The U.S. State Department upgraded Vietnam’s status on combatting human trafficking in a new report on Monday, despite recent allegations government leaders within the country have engaged in and covered up human trafficking. Vietnam’s rise in the TIP reporting system has sparked questions about whether the U.S. government has politicized its annual human trafficking review to curry favor with a potential partner in the Indo-Pacific region.
The State Department released its annual Trafficking in Persons (TIP) report on June 24, rating 188 countries and territories around the world for their compliance with the 2000 Trafficking Victims Protection Act (TVPA). The annual TIP report places countries in one of four tiers, based on their compliance with TVPA.
Tier 1 countries are those whose governments the State Department assesses to meet the minimum TVPA standards for combatting human trafficking.
Tier 2 countries fall short of the TVPA minimum standards, but whose governments the department assesses to be making significant efforts towards compliance. Along with Tier 2 are Tier 2 Watch List countries, which are those trying to meet the TVPA minimum standards, as in Tier 2, but with significant trafficking concerns or poor evidence to demonstrate the anti-trafficking efforts.
Tier 3 countries are on the lowest rung, falling short of the TVPA minimum standards and deemed to be making no efforts at improvement.
This year’s report saw Vietnam elevated from a Tier 2 Watch List country to a Tier 2 country. It marks the second consecutive year Vietnam’s watchlist rating has improved after rising from Tier 3 in 2022 to Tier 2 Watch List in 2023.
Days before the TIP report’s release, a Vietnamese human rights advocacy organization called Project 88 raised claims Vietnamese government officials facilitated a forced labor exchange that sent Vietnamese nationals to work in Saudi Arabia in 2021.
Cindy Dyer, the U.S. Ambassador-at-Large to Monitor and Combat Trafficking in Persons, faced questions about Project 88’s claims as she highlighted the 2024 TIP report’s release during a Monday press briefing.
Dyer said she was aware of Project 88’s allegations, but said Vietnam could not remain in the Tier 2 Watch List and either had to be upgraded or downgraded.
“In the case of Vietnam, we determined that it was more appropriate for them to go to Tier 2,” Dyer said.
She then credited Vietnam’s government with increasing identification and support for trafficking victims, as well as investigations, prosecutions, and convictions of suspected traffickers.

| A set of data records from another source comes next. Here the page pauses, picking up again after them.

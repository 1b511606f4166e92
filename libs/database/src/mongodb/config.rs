use core_config::{ConfigError, FromEnv, env_parse_or};

/// MongoDB connection settings.
///
/// ```ignore
/// let config = MongoConfig::with_database("mongodb://localhost:27017", "eventsDB")
///     .with_app_name("calendar-api");
/// ```
#[derive(Clone, Debug)]
pub struct MongoConfig {
    /// Format: mongodb://[username:password@]host[:port][/database][?options]
    pub url: String,
    pub database: String,
    /// Reported in server logs
    pub app_name: Option<String>,
    pub max_pool_size: u32,
    pub min_pool_size: u32,
    pub connect_timeout_secs: u64,
    pub server_selection_timeout_secs: u64,
}

impl MongoConfig {
    pub fn with_database(url: impl Into<String>, database: impl Into<String>) -> Self {
        Self {
            url: url.into(),
            database: database.into(),
            ..Self::default()
        }
    }

    pub fn with_app_name(mut self, app_name: impl Into<String>) -> Self {
        self.app_name = Some(app_name.into());
        self
    }

    pub fn url(&self) -> &str {
        &self.url
    }

    pub fn database(&self) -> &str {
        &self.database
    }

    /// Load from the environment, using `default_database` when neither
    /// `MONGODB_DATABASE` nor `MONGO_DATABASE` is set.
    pub fn from_env_or_database(default_database: &str) -> Result<Self, ConfigError> {
        load(Some(default_database))
    }
}

impl Default for MongoConfig {
    fn default() -> Self {
        Self {
            url: "mongodb://localhost:27017".to_string(),
            database: "default".to_string(),
            app_name: None,
            max_pool_size: 100,
            min_pool_size: 5,
            connect_timeout_secs: 10,
            server_selection_timeout_secs: 30,
        }
    }
}

/// Environment variables:
/// - `MONGODB_URL`, `MONGODB_URI` or `MONGO_URL` (required, first set wins)
/// - `MONGODB_DATABASE` or `MONGO_DATABASE` (required)
/// - `MONGODB_APP_NAME` (optional)
/// - `MONGODB_MAX_POOL_SIZE` (default: 100)
/// - `MONGODB_MIN_POOL_SIZE` (default: 5)
/// - `MONGODB_CONNECT_TIMEOUT_SECS` (default: 10)
/// - `MONGODB_SERVER_SELECTION_TIMEOUT_SECS` (default: 30)
impl FromEnv for MongoConfig {
    fn from_env() -> Result<Self, ConfigError> {
        load(None)
    }
}

fn load(default_database: Option<&str>) -> Result<MongoConfig, ConfigError> {
    let url = ["MONGODB_URL", "MONGODB_URI", "MONGO_URL"]
        .into_iter()
        .find_map(|key| std::env::var(key).ok())
        .ok_or_else(|| {
            ConfigError::MissingEnvVar("MONGODB_URL, MONGODB_URI or MONGO_URL".to_string())
        })?;

    let database = std::env::var("MONGODB_DATABASE")
        .or_else(|_| std::env::var("MONGO_DATABASE"))
        .ok()
        .or_else(|| default_database.map(str::to_string))
        .ok_or_else(|| {
            ConfigError::MissingEnvVar("MONGODB_DATABASE or MONGO_DATABASE".to_string())
        })?;

    let defaults = MongoConfig::default();

    Ok(MongoConfig {
        url,
        database,
        app_name: std::env::var("MONGODB_APP_NAME").ok(),
        max_pool_size: env_parse_or("MONGODB_MAX_POOL_SIZE", defaults.max_pool_size)?,
        min_pool_size: env_parse_or("MONGODB_MIN_POOL_SIZE", defaults.min_pool_size)?,
        connect_timeout_secs: env_parse_or(
            "MONGODB_CONNECT_TIMEOUT_SECS",
            defaults.connect_timeout_secs,
        )?,
        server_selection_timeout_secs: env_parse_or(
            "MONGODB_SERVER_SELECTION_TIMEOUT_SECS",
            defaults.server_selection_timeout_secs,
        )?,
    })
}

Nevertheless, Project 88 claimed last week that the TIP report is susceptible to politicization and suggested the U.S. government sees Vietnam as a partner to win over as it attempts to gather support to counter China’s influence in the region.
“The United States appears to be ignoring Hanoi’s deceit in order to surpass China as Vietnam’s main partner on the world stage. The conventional wisdom in America is that Vietnam is ‘in play’. From this perspective, America, with the right strategy, can win Vietnam over to a U.S.-led anti-China alliance,” Project 88 wrote last week.
Project 88 went on to cite past allegations of the TIP report team upgraded the tier status of countries considered to be strategically important to the United States, including a 2019 report by Reuters, alleging then-Secretary of State Mike Pompeo chose not to include Saudi Arabia in a TIP report child soldiers watchlist, over the objections of some members on the TIP report team.
Reuters reporter Simon Lewis echoed Project 88’s concerns about the TIP report being politicized during Dyer’s Monday press conference.
“Some of the criticism is that Vietnam is seen as a country that’s really important to the U.S. because of its position with regards to China or the broader Asia Pacific, Indo-Pacific strategy. Is that something that’s playing a role here?” Lewis asked.
Dyer said she and TIP report team do “our very best to make an objective assessment” based on the TVPA standards while trying to avoid “over-emphasis on just one” aspect of a country’s human trafficking record.
The U.S. government has made recent efforts to grow its ties with Vietnam. U.S. Assistant Secretary of State for East Asia and Pacific Affairs Daniel Kritenbrink traveled to Vietnam last week and met with Vietnamese officials. Kritenbrink reportedly used the visit as an opportunity to express concerns to Vietnam about China’s “irresponsible, aggressive, dangerous, deeply destabilizing” behavior in the Indo-Pacific region. Kritenbrink’s visit also came just days after Vietnam hosted a visit from Russian President Vladimir Putin, an increasing geopolitical partner of China and an opponent of the United States.